Restructuring Urban Galaxies

Context: 

  • India has unique characteristics with a hierarchical network of varied sizes of urban settlements like metropolises, cities, and towns. 
  • They appear like ‘urban galaxies’ – with naturally developed scales between entities, interconnected and located within easy reach. 
  • These networks have their unique lifestyles, and unique patterns of habitat based on local resources, climate, and available characteristics of the land. 
  • The connections and the spread of the developments appear like a ‘biological’ growth, with adaptation, mutation and replication.

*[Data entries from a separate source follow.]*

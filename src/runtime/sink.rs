//! Destination for bytes read off connections.
//!
//! Payload is opaque: a sink receives exactly the bytes each read returned,
//! with no framing or decoding.

use std::io::Write;
use tracing::warn;

pub trait Sink {
    fn deliver(&mut self, bytes: &[u8]);
}

impl<F> Sink for F
where
    F: FnMut(&[u8]),
{
    fn deliver(&mut self, bytes: &[u8]) {
        self(bytes)
    }
}

/// Forwards payload to a writer, flushing after every delivery.
///
/// Write failures are logged and dropped; a broken sink never tears down
/// the connection the bytes came from.
pub struct WriteSink<W: Write> {
    writer: W,
}

impl<W: Write> WriteSink<W> {
    pub fn new(writer: W) -> Self {
        Self { writer }
    }

    #[cfg(test)]
    pub fn into_inner(self) -> W {
        self.writer
    }
}

impl<W: Write> Sink for WriteSink<W> {
    fn deliver(&mut self, bytes: &[u8]) {
        if let Err(e) = self.writer.write_all(bytes).and_then(|()| self.writer.flush()) {
            warn!(error = %e, len = bytes.len(), "Failed to forward payload");
        }
    }
}
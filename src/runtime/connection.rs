//! Connection table for the event loop.
//!
//! Each accepted socket lives in a slab; its key doubles as the readiness
//! token, so a ready event is correlated back to its connection by index
//! lookup. Removing an entry hands ownership of the socket back to the
//! caller, and dropping it closes the descriptor exactly once.

use slab::Slab;
use socket2::Socket;
use std::net::SocketAddr;
use std::os::unix::io::{AsRawFd, RawFd};

/// A single accepted client connection.
#[derive(Debug)]
pub struct Connection {
    /// Non-blocking socket for the connection.
    pub socket: Socket,
    /// Numeric peer address, kept for diagnostics.
    pub peer: SocketAddr,
}

impl Connection {
    pub fn new(socket: Socket, peer: SocketAddr) -> Self {
        Self { socket, peer }
    }

    pub fn fd(&self) -> RawFd {
        self.socket.as_raw_fd()
    }

    /// Peer host in numeric form.
    pub fn remote_host(&self) -> String {
        self.peer.ip().to_string()
    }

    /// Peer port in numeric form.
    pub fn remote_port(&self) -> String {
        self.peer.port().to_string()
    }
}

/// Registry of open connections using slab allocation.
///
/// Provides O(1) insert, lookup, and remove operations.
pub struct ConnectionRegistry {
    connections: Slab<Connection>,
    max_connections: usize,
}

impl ConnectionRegistry {
    /// Create a new registry with specified maximum capacity.
    pub fn new(max_connections: usize) -> Self {
        Self {
            connections: Slab::with_capacity(max_connections),
            max_connections,
        }
    }

    /// Insert a connection into the registry.
    ///
    /// Returns `None` if the registry is at capacity; the connection is
    /// dropped and its socket closed.
    pub fn insert(&mut self, conn: Connection) -> Option<usize> {
        if self.connections.len() >= self.max_connections {
            return None;
        }
        Some(self.connections.insert(conn))
    }

    pub fn get_mut(&mut self, id: usize) -> Option<&mut Connection> {
        self.connections.get_mut(id)
    }

    /// Remove a connection. A second removal of the same key yields `None`.
    pub fn remove(&mut self, id: usize) -> Option<Connection> {
        self.connections.try_remove(id)
    }

    /// Remove every connection, yielding them for teardown.
    pub fn drain(&mut self) -> impl Iterator<Item = Connection> + '_ {
        self.connections.drain()
    }

    /// Number of open connections.
    pub fn len(&self) -> usize {
        self.connections.len()
    }
}
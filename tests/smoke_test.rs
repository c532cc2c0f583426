//! Smoke tests for the Waypoint CLI.
//!
//! These tests verify basic CLI functionality:
//! - `wp --version` outputs version info
//! - `wp --help` outputs help text
//! - `wp` (no args) outputs valid JSON

mod common;

use assert_cmd::Command;
use common::TestEnv;
use predicates::prelude::*;

fn wp() -> Command {
    Command::new(env!("CARGO_BIN_EXE_wp"))
}

#[test]
fn test_version_flag() {
    wp().arg("--version")
        .assert()
        .success()
        .stdout(predicate::str::contains("wp"))
        .stdout(predicate::str::contains("0.1.0"));
}

#[test]
fn test_help_flag() {
    wp().arg("--help")
        .assert()
        .success()
        .stdout(predicate::str::contains("Usage:"))
        .stdout(predicate::str::contains("Commands:"))
        .stdout(predicate::str::contains("journey"));
}

#[test]
fn test_no_args_shows_empty_forest() {
    let env = TestEnv::new();
    let json = env.wp_json(&[]);
    assert_eq!(json["journeys"].as_array().unwrap().len(), 0);
    assert!(json["active_journey"].is_null());
}

#[test]
fn test_no_args_does_not_create_waypoint_file() {
    let env = TestEnv::new();
    env.wp().assert().success();
    assert!(!env.waypoint_file().exists());
}

#[test]
fn test_human_empty_forest() {
    let env = TestEnv::new();
    env.wp()
        .arg("-H")
        .assert()
        .success()
        .stdout(predicate::str::contains("No journeys"));
}

#[test]
fn test_missing_workspace_flag_fails() {
    let env = TestEnv::new();
    env.wp()
        .args(["-C", "/definitely/not/a/workspace", "show"])
        .assert()
        .failure()
        .stderr(predicate::str::contains("\"error\""));
}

Sustainable development of Indian cities and towns:

  • Due to our development focus of concentrating around one place/city, all the institutions and employment opportunities, we are denuding the smaller towns in the region of their small-scale crafts and industries, encouraging migration and overburdening the mega-cities.
  • Expansion means larger distances, and more time and energy to commute for living, working, or cultivating the mind and the spirit.
  • Sustainability ensures long-lasting development without becoming unduly centralised.
  • By improving the infrastructure, the functioning of megacities and metropolises can be greatly improved.
  • Organically developed sustainable interdependent habitats will necessarily have characteristics like empty tracts between entities, shorter movements linked by locally-developed transport systems and a few access points to heavy motorised traffic.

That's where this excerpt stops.